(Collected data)
--------------------------------------------------

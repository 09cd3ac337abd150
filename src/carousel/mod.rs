//! Carousel core
//!
//! Everything here is pure and backend-free: the rings and their role
//! rotation, the choreography timelines, the transition state machine, the
//! tilt math and the preload gate. The browser layer only projects the result.

pub mod preload;
pub mod ring;
pub mod sequencer;
pub mod state;
pub mod tagger;
pub mod tilt;
pub mod timeline;

pub use preload::{AssetProgress, PreloadGate};
pub use ring::{Neighbors, Ring, RingKind, Role, Slot};
pub use sequencer::{CueOutcome, SwapOutcome, TransitionPhase, TransitionSequencer};
pub use state::{Carousel, CarouselState, Effect};
pub use tagger::{Direction, Rotation, ZTiers, apply_rotation};
pub use tilt::{Bounds, TiltController, TiltUpdate, tilt_angle};
pub use timeline::{
    Choreography, Ease, Hsl, Length, Position, Props, Scheduled, Stagger, StaggerFrom, Step,
    Target, Tween,
};
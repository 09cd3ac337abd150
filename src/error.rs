//! Error types for the carousel

use thiserror::Error;

use crate::carousel::{RingKind, Role, TransitionPhase};

/// Carousel errors
///
/// None of these are fatal to the page: the browser layer logs them and leaves
/// the carousel in whatever recoverable state it was in.
#[derive(Error, Debug, Clone, PartialEq)]
pub enum CarouselError {
    // Construction errors
    #[error("{0} ring is empty")]
    EmptyRing(RingKind),

    #[error("{kind} ring has {actual} elements, expected {expected}")]
    RingLengthMismatch {
        kind: RingKind,
        expected: usize,
        actual: usize,
    },

    // Transition errors
    #[error("{ring} ring has no element with role {role}")]
    MissingRoleElement { ring: RingKind, role: Role },

    #[error("transition already in flight (phase {phase:?})")]
    ConcurrentTransition { phase: TransitionPhase },

    #[error("cue out of order: expected {expected:?}, got {got:?}")]
    OutOfOrderCue {
        expected: TransitionPhase,
        got: TransitionPhase,
    },

    #[error("carousel has not entered yet")]
    NotReady,

    #[error("entrance choreography already played")]
    EntranceAlreadyPlayed,

    // Preload errors
    #[error("unknown asset {index} (page has {total})")]
    UnknownAsset { index: usize, total: usize },

    // Page errors
    #[error("missing page element: {0}")]
    MissingElement(&'static str),

    #[error("script error: {0}")]
    Script(String),
}

pub type Result<T> = std::result::Result<T, CarouselError>;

--------------------------------------------------

◆ WHAT TO WORK ON ◆
Only lines that contain the string "result" count; pick each one out of the records and copy it.

◆ OUTPUT FOR THIS TASK ◆
//! tilt math and the preload gate. The browser layer only projects the result.
pub type Result<T> = std::result::Result<T, CarouselError>;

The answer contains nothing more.